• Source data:
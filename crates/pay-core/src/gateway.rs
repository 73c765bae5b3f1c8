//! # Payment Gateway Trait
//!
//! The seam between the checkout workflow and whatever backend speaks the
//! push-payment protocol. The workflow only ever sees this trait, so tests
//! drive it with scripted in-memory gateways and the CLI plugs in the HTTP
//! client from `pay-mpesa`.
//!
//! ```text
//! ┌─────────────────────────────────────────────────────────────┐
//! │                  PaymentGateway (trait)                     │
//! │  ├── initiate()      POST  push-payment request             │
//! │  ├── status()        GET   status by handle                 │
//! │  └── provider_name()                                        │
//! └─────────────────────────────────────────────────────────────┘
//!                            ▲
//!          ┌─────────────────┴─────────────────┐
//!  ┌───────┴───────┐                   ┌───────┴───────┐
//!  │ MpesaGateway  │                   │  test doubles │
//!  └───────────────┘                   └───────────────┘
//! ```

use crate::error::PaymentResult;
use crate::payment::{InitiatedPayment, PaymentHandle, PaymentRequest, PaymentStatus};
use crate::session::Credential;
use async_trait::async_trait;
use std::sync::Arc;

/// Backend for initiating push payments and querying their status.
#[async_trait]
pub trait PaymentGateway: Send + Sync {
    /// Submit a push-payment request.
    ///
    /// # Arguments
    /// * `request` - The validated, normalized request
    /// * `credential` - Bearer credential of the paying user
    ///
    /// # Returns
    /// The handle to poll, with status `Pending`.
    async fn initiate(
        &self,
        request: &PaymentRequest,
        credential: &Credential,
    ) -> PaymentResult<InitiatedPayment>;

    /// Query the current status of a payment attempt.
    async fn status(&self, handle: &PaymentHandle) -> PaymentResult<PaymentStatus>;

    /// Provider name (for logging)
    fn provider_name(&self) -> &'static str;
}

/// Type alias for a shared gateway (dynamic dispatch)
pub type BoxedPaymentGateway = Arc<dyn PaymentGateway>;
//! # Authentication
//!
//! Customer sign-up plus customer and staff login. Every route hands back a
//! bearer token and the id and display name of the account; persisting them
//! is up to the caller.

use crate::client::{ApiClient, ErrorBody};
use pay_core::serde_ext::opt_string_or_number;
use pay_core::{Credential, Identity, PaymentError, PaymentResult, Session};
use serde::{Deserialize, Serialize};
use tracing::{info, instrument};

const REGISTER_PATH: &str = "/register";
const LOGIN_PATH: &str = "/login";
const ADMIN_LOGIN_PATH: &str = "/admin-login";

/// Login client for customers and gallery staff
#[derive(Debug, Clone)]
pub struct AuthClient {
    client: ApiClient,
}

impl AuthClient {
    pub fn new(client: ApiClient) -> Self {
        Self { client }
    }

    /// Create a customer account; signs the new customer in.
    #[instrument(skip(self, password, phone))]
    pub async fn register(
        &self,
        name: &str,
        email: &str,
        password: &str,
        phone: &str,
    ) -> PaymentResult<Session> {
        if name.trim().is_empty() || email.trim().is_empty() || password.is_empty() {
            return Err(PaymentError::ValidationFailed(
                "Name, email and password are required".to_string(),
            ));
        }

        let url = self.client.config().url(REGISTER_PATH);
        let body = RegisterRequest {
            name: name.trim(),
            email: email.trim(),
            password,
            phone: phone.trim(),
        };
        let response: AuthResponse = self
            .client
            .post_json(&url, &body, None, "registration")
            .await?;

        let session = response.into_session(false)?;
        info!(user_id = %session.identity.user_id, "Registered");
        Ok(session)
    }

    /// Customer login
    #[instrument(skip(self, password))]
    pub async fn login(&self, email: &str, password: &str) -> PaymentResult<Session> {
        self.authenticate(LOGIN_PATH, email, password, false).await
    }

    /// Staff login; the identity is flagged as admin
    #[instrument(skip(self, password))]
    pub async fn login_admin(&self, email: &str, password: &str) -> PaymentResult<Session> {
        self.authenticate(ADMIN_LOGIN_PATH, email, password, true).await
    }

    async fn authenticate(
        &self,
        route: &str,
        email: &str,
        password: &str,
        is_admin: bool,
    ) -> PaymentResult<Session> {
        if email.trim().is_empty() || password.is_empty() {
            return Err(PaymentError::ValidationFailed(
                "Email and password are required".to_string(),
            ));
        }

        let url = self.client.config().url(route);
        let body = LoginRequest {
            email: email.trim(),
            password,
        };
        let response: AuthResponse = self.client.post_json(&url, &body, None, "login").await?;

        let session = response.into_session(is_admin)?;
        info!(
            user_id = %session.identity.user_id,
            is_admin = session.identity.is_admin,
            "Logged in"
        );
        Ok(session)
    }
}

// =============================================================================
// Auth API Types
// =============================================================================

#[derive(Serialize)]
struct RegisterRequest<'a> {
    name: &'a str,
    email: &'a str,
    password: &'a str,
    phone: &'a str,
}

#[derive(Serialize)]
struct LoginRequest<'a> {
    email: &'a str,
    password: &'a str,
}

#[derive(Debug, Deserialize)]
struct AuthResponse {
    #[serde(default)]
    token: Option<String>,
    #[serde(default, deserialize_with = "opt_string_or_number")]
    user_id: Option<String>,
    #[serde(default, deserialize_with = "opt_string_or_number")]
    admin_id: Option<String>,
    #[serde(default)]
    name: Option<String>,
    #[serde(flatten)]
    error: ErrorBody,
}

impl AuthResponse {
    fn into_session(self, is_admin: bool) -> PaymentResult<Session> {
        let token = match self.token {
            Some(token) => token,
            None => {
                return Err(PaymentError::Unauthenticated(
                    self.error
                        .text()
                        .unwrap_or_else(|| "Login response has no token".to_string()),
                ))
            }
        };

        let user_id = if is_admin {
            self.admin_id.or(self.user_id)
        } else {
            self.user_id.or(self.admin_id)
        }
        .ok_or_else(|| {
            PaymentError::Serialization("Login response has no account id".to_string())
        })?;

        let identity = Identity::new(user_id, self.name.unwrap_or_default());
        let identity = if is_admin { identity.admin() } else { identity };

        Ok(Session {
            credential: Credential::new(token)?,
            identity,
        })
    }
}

• TRY IT:
Look through the data above for the string "push" and copy every line where it appears.

• ANSWER FOR THE TASK:
//! push-payment protocol. The workflow only ever sees this trait, so tests
//! │  ├── initiate()      POST  push-payment request             │
/// Backend for initiating push payments and querying their status.
    /// Submit a push-payment request.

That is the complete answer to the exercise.